__Problem description__
Both the line below containing "use rusqlite::Connection;" and the line containing "let count = match", along with every line between them, should be repeated exactly; no other line belongs in the answer.
BEGIN Dataset extract
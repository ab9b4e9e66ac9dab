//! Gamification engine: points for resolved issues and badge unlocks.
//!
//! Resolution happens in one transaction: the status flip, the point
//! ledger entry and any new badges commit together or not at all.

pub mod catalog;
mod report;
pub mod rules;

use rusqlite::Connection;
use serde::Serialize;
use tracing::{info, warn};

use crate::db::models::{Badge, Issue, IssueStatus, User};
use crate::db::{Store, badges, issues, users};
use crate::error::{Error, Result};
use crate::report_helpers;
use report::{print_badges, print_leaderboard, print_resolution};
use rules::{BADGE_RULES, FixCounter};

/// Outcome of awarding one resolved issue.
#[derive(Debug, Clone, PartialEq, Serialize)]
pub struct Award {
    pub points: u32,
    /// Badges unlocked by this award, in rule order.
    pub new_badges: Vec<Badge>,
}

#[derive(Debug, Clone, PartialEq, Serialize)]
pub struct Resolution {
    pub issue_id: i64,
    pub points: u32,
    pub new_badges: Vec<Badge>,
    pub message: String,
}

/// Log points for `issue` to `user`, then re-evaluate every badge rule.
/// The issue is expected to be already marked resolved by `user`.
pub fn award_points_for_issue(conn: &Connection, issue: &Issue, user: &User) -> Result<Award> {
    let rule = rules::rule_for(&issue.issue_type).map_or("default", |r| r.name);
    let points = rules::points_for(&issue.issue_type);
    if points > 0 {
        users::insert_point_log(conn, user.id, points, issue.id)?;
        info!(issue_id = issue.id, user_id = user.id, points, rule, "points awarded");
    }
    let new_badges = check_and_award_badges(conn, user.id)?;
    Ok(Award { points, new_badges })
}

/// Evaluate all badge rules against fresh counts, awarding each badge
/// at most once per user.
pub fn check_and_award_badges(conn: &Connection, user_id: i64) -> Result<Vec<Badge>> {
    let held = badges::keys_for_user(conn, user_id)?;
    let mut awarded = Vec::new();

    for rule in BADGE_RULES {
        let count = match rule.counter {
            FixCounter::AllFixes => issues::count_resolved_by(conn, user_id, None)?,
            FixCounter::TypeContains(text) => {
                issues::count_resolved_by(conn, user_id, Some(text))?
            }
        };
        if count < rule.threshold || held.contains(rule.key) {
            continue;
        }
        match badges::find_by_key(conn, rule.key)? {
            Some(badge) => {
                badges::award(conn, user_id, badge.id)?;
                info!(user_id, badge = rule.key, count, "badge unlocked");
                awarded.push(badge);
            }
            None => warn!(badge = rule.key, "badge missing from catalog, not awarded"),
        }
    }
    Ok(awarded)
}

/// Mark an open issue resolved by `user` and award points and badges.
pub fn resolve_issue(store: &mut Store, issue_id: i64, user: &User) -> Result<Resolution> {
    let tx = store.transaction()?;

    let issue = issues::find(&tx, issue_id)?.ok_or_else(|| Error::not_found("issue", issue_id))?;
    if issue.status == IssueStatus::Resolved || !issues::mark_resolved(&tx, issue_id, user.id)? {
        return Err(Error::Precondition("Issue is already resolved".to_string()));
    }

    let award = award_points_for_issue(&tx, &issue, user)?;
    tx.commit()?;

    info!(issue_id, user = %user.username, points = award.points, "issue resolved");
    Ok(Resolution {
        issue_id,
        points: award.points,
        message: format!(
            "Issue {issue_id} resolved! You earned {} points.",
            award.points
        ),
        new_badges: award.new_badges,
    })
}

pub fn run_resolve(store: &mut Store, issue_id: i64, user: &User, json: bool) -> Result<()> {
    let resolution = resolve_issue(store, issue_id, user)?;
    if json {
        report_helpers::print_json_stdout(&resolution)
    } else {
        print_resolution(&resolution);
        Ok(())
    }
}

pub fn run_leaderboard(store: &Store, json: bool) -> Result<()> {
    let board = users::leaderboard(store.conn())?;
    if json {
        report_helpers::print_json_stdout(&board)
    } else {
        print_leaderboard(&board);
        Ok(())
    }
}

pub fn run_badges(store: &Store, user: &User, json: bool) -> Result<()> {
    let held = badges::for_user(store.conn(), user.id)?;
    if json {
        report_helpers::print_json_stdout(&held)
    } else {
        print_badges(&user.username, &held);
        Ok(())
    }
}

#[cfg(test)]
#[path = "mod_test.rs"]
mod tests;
END Dataset extract
__Exercise response__
use rusqlite::Connection;
use serde::Serialize;
use tracing::{info, warn};

use crate::db::models::{Badge, Issue, IssueStatus, User};
use crate::db::{Store, badges, issues, users};
use crate::error::{Error, Result};
use crate::report_helpers;
use report::{print_badges, print_leaderboard, print_resolution};
use rules::{BADGE_RULES, FixCounter};

/// Outcome of awarding one resolved issue.
#[derive(Debug, Clone, PartialEq, Serialize)]
pub struct Award {
    pub points: u32,
    /// Badges unlocked by this award, in rule order.
    pub new_badges: Vec<Badge>,
}

#[derive(Debug, Clone, PartialEq, Serialize)]
pub struct Resolution {
    pub issue_id: i64,
    pub points: u32,
    pub new_badges: Vec<Badge>,
    pub message: String,
}

/// Log points for `issue` to `user`, then re-evaluate every badge rule.
/// The issue is expected to be already marked resolved by `user`.
pub fn award_points_for_issue(conn: &Connection, issue: &Issue, user: &User) -> Result<Award> {
    let rule = rules::rule_for(&issue.issue_type).map_or("default", |r| r.name);
    let points = rules::points_for(&issue.issue_type);
    if points > 0 {
        users::insert_point_log(conn, user.id, points, issue.id)?;
        info!(issue_id = issue.id, user_id = user.id, points, rule, "points awarded");
    }
    let new_badges = check_and_award_badges(conn, user.id)?;
    Ok(Award { points, new_badges })
}

/// Evaluate all badge rules against fresh counts, awarding each badge
/// at most once per user.
pub fn check_and_award_badges(conn: &Connection, user_id: i64) -> Result<Vec<Badge>> {
    let held = badges::keys_for_user(conn, user_id)?;
    let mut awarded = Vec::new();

    for rule in BADGE_RULES {
        let count = match rule.counter {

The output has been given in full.